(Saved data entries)
--- --- ---
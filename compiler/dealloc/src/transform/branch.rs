//! Branch-region transform for `If`, `For`, and `While`.
//!
//! # Algorithm
//!
//! 1. Transform each region's block with ownership of its buffer arguments.
//!    A loop region that releases anything is rejected: the released buffer
//!    lives outside the loop and would be freed on every iteration.
//! 2. If the two branches of an `If` disagree on what they release, the
//!    branch that keeps a released buffer must yield it; its slot in that
//!    branch's acquired list is patched with the buffer's recorded
//!    indicator ("implicit capture").
//! 3. Each region's acquired indicators are appended to its terminator.
//! 4. Every buffer operand gets an extra indicator operand: its own owned
//!    indicator if this is its last use and it has not been released yet,
//!    a `Null` placeholder otherwise.
//! 5. The construct is rebuilt with one extra ownership result per buffer
//!    result, regions moved over, uses rewired, and the old one erased.
//! 6. Aliases are unioned along every successor edge, between buffer
//!    arguments and their indicator arguments, and between buffer results
//!    and their indicator results.

use std::collections::BTreeSet;

use dealloc_ir::{
    successor_edges, BranchKind, Builder, Function, InsertPoint, OpId, RegionId, Type, ValueId,
};
use smallvec::SmallVec;

use super::primitives::does_alias;
use super::{Deallocator, OwnedSet, TransformResult};
use crate::error::DeallocError;

impl Deallocator<'_> {
    pub(super) fn transform_region_branch(
        &mut self,
        func: &mut Function,
        op: OpId,
        branch: BranchKind,
        owned: &OwnedSet,
    ) -> Result<TransformResult, DeallocError> {
        let name = func.kind(op).name().to_owned();
        let regions: SmallVec<[RegionId; 2]> = func.regions(op).iter().copied().collect();
        if regions.iter().any(|&r| func.region_blocks(r).len() > 1) {
            return Err(DeallocError::MultiBlockRegion { op, name });
        }

        let mut original_num_args: SmallVec<[usize; 2]> = SmallVec::new();
        let mut results: SmallVec<[TransformResult; 2]> = SmallVec::new();
        for &region in &regions {
            original_num_args.push(func.region_args(region).len());
            let Some(block) = func.single_block(region) else {
                results.push(TransformResult::default());
                continue;
            };
            let region_result = self.transform_block(func, block, true)?;
            if !region_result.released.is_empty() && branch == BranchKind::Loop {
                return Err(DeallocError::CrossLoopRelease { op, name });
            }
            results.push(region_result);
        }

        let mut released = BTreeSet::new();
        let mut displaced = Vec::new();
        if results.iter().any(|r| !r.released.is_empty()) {
            released =
                self.reconcile_implicit_capture(func, op, &name, &mut results, &mut displaced)?;
        }

        for (&region, region_result) in regions.iter().zip(&results) {
            let Some(block) = func.single_block(region) else {
                continue;
            };
            if let Some(terminator) = func.terminator(block) {
                func.append_operands(terminator, &region_result.acquired);
            }
        }
        for value in displaced {
            self.erase_if_dead_retain(func, value);
        }

        let extra_operands = self.transfer_operands(func, op, owned, &mut released);
        let num_results = func.results(op).len();
        let new_op = rebuild_with_indicators(func, op, extra_operands);

        let new_results = func.results(new_op).to_vec();
        let (kept, retained) = new_results.split_at(num_results);
        self.union_edges(func, new_op, None);
        for (index, &region) in regions.iter().enumerate() {
            self.union_edges(func, new_op, Some(index));
            let args = func.region_args(region);
            let (original, appended) = args.split_at(original_num_args[index].min(args.len()));
            for (&arg, &indicator) in original
                .iter()
                .filter(|&&arg| func.is_buffer(arg))
                .zip(appended)
            {
                self.aliases.union(arg, indicator);
            }
        }
        for (&result, &indicator) in kept
            .iter()
            .filter(|&&result| func.is_buffer(result))
            .zip(retained)
        {
            self.aliases.union(result, indicator);
        }

        tracing::trace!(
            op = new_op.raw(),
            kind = name.as_str(),
            released = released.len(),
            retained = retained.len(),
            "region branch transformed"
        );
        Ok(TransformResult {
            released,
            acquired: retained.to_vec(),
        })
    }

    /// Reconcile the release sets of the two branches of an `If`.
    ///
    /// Returns the union of both sets. Every acquired slot that gets patched
    /// has its previous indicator pushed onto `displaced`.
    fn reconcile_implicit_capture(
        &mut self,
        func: &Function,
        op: OpId,
        name: &str,
        results: &mut [TransformResult],
        displaced: &mut Vec<ValueId>,
    ) -> Result<BTreeSet<ValueId>, DeallocError> {
        let regions = func.regions(op);
        let ([then_result, else_result], [then_region, else_region]) = (results, regions) else {
            return Err(DeallocError::CaptureWithoutElse {
                op,
                name: name.to_owned(),
            });
        };
        if then_result.released == else_result.released {
            return Ok(then_result.released.clone());
        }

        for &value in then_result.released.difference(&else_result.released) {
            displaced.push(self.capture_from_branch(
                func,
                op,
                name,
                *else_region,
                value,
                &mut else_result.acquired,
            )?);
        }
        for &value in else_result.released.difference(&then_result.released) {
            displaced.push(self.capture_from_branch(
                func,
                op,
                name,
                *then_region,
                value,
                &mut then_result.acquired,
            )?);
        }

        let mut released = then_result.released.clone();
        released.extend(else_result.released.iter().copied());
        Ok(released)
    }

    /// Make the branch in `region` hand back the indicator of `value`,
    /// which the other branch releases. Returns the indicator it replaces.
    fn capture_from_branch(
        &mut self,
        func: &Function,
        op: OpId,
        name: &str,
        region: RegionId,
        value: ValueId,
        acquired: &mut [ValueId],
    ) -> Result<ValueId, DeallocError> {
        let Some(&block) = func.region_blocks(region).first() else {
            return Err(DeallocError::CaptureWithoutElse {
                op,
                name: name.to_owned(),
            });
        };
        let not_yielded = || DeallocError::ReleasedValueNotYielded {
            op,
            name: name.to_owned(),
            value,
        };
        let operands = func
            .terminator(block)
            .map(|terminator| func.operands(terminator))
            .unwrap_or_default();
        let position = operands
            .iter()
            .position(|&operand| operand == value)
            .ok_or_else(not_yielded)?;
        let slot = operands[..position]
            .iter()
            .filter(|&&operand| func.is_buffer(operand))
            .count();
        let slot = acquired.get_mut(slot).ok_or_else(not_yielded)?;
        let indicator =
            self.aliases
                .take_indicator(value)
                .ok_or_else(|| DeallocError::MissingIndicator {
                    op,
                    name: name.to_owned(),
                    value,
                })?;
        Ok(std::mem::replace(slot, indicator))
    }

    /// Pick one extra indicator operand per buffer operand of `op`.
    ///
    /// A transferred indicator is added to `released`.
    fn transfer_operands(
        &mut self,
        func: &mut Function,
        op: OpId,
        owned: &OwnedSet,
        released: &mut BTreeSet<ValueId>,
    ) -> Vec<ValueId> {
        let buffer_operands: SmallVec<[ValueId; 4]> = func
            .operands(op)
            .iter()
            .copied()
            .filter(|&operand| func.is_buffer(operand))
            .collect();

        let mut extra = Vec::with_capacity(buffer_operands.len());
        for operand in buffer_operands {
            let transferable = self.transferable_indicator(func, op, operand, owned, released);
            match transferable {
                Some(indicator) => {
                    released.insert(indicator);
                    self.stats.transfers += 1;
                    extra.push(indicator);
                }
                None => extra.push(self.null_indicator(func, InsertPoint::Before(op))),
            }
        }
        extra
    }

    /// The owned indicator of `operand`, if ownership can move into `op`.
    fn transferable_indicator(
        &mut self,
        func: &Function,
        op: OpId,
        operand: ValueId,
        owned: &OwnedSet,
        released: &BTreeSet<ValueId>,
    ) -> Option<ValueId> {
        if !self.config.transfer_operand_ownership {
            return None;
        }
        let indicator = owned
            .iter()
            .copied()
            .find(|&indicator| self.aliases.equivalent(indicator, operand))?;
        if released
            .iter()
            .any(|&value| self.aliases.equivalent(value, operand))
        {
            return None;
        }
        self.is_last_use(func, op, operand).then_some(indicator)
    }

    /// Returns `true` if nothing from `op` to the end of its block aliases
    /// `value`, ignoring `op`'s own operands.
    fn is_last_use(&mut self, func: &Function, op: OpId, value: ValueId) -> bool {
        let mut candidate = Some(op);
        while let Some(current) = candidate {
            if does_alias(func, &mut self.aliases, current, value, current != op) {
                return false;
            }
            candidate = func.next_op(current);
        }
        true
    }

    /// Union predecessor operands with successor values along every edge
    /// leaving `from` (the parent entry when `None`).
    fn union_edges(&mut self, func: &Function, op: OpId, from: Option<usize>) {
        for edge in successor_edges(func, op, from) {
            for (&pred, &succ) in edge.predecessor_operands.iter().zip(&edge.successor_values) {
                self.aliases.union(pred, succ);
            }
        }
    }
}

/// Replace `op` by a construct of the same kind with `extra_operands`
/// appended, one extra ownership result per buffer result, and `op`'s
/// regions. Uses of the old results are rewired to the new ones.
fn rebuild_with_indicators(func: &mut Function, op: OpId, extra_operands: Vec<ValueId>) -> OpId {
    let old_results = func.results(op).to_vec();
    let mut result_types: Vec<Type> = old_results.iter().map(|&r| func.value_type(r)).collect();
    let num_buffers = result_types.iter().filter(|ty| ty.is_buffer()).count();
    result_types.extend(std::iter::repeat(Type::Ownership).take(num_buffers));

    let mut operands = func.operands(op).to_vec();
    operands.extend(extra_operands);
    let kind = func.kind(op).clone();

    let new_op = Builder::before(func, op).create(kind, operands, &result_types, 0);
    func.move_regions(op, new_op);
    let new_results = func.results(new_op).to_vec();
    for (&old, &new) in old_results.iter().zip(&new_results) {
        func.replace_all_uses(old, new);
    }
    func.erase_op(op);
    new_op
}
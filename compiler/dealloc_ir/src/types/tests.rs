use pretty_assertions::assert_eq;

use super::*;

#[test]
fn buffer_predicates() {
    let buf = Type::buffer(ElemType::F32, 2);
    assert!(buf.is_buffer());
    assert!(!buf.is_ownership());
    assert!(!Type::Scalar(ElemType::I64).is_buffer());
    assert!(Type::Ownership.is_ownership());
}

#[test]
fn element_type_or_self() {
    assert_eq!(
        Type::buffer(ElemType::F64, 1).element_type(),
        Some(ElemType::F64)
    );
    assert_eq!(
        Type::Scalar(ElemType::Index).element_type(),
        Some(ElemType::Index)
    );
    assert_eq!(Type::Ownership.element_type(), None);
}

#[test]
fn display() {
    assert_eq!(Type::buffer(ElemType::F32, 2).to_string(), "buffer<?x?xf32>");
    assert_eq!(Type::buffer(ElemType::I8, 0).to_string(), "buffer<i8>");
    assert_eq!(Type::Scalar(ElemType::I1).to_string(), "i1");
    assert_eq!(Type::Ownership.to_string(), "ownership");
}
//! Arena ID newtypes.
//!
//! Every entity of a routine (value, operation, block, region) lives in an
//! arena owned by [`Function`](crate::Function) and is named by a `u32`
//! index. IDs are allocated sequentially and never reused: erasing an
//! operation retires its index, it does not free it.

/// Macro to define arena ID newtypes.
///
/// Each generated type has:
/// - a private `u32` field, `#[repr(transparent)]`
/// - `new()`, `raw()`, `index()` accessors
/// - `Debug` rendering as `Prefix(raw)`
macro_rules! define_id {
    ($($(#[$meta:meta])* $name:ident => $prefix:literal),* $(,)?) => { $(
        $(#[$meta])*
        #[derive(Clone, Copy, PartialEq, Eq, Hash, PartialOrd, Ord)]
        #[cfg_attr(feature = "cache", derive(serde::Serialize, serde::Deserialize))]
        #[repr(transparent)]
        pub struct $name(u32);

        impl $name {
            /// Create an ID from a raw index.
            #[inline]
            pub const fn new(raw: u32) -> Self {
                Self(raw)
            }

            /// Get the raw `u32` value.
            #[inline]
            pub const fn raw(self) -> u32 {
                self.0
            }

            /// Get the index as `usize` (for indexing into arenas).
            #[inline]
            pub const fn index(self) -> usize {
                self.0 as usize
            }
        }

        impl ::std::fmt::Debug for $name {
            fn fmt(&self, f: &mut ::std::fmt::Formatter<'_>) -> ::std::fmt::Result {
                write!(f, "{}({})", $prefix, self.0)
            }
        }
    )* };
}

define_id!(
    /// An SSA value: an operation result or a block argument.
    ValueId => "Value",
    /// An operation in the routine arena.
    OpId => "Op",
    /// A block: arguments, operations, and a trailing terminator.
    BlockId => "Block",
    /// A region: an ordered list of blocks owned by one operation.
    RegionId => "Region",
);

/// Convert an arena length into the next sequential ID.
///
/// # Panics
///
/// Panics if the arena exceeds `u32::MAX` entries.
pub(crate) fn next_raw(len: usize) -> u32 {
    u32::try_from(len).unwrap_or_else(|_| panic!("arena size exceeds u32::MAX"))
}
--- --- ---
= What is expected =
Lines containing the word "displaced" must be found in the data above and copied.

= Task result =
        let mut displaced = Vec::new();
                self.reconcile_implicit_capture(func, op, &name, &mut results, &mut displaced)?;
        for value in displaced {
    /// has its previous indicator pushed onto `displaced`.
        displaced: &mut Vec<ValueId>,
            displaced.push(self.capture_from_branch(
            displaced.push(self.capture_from_branch(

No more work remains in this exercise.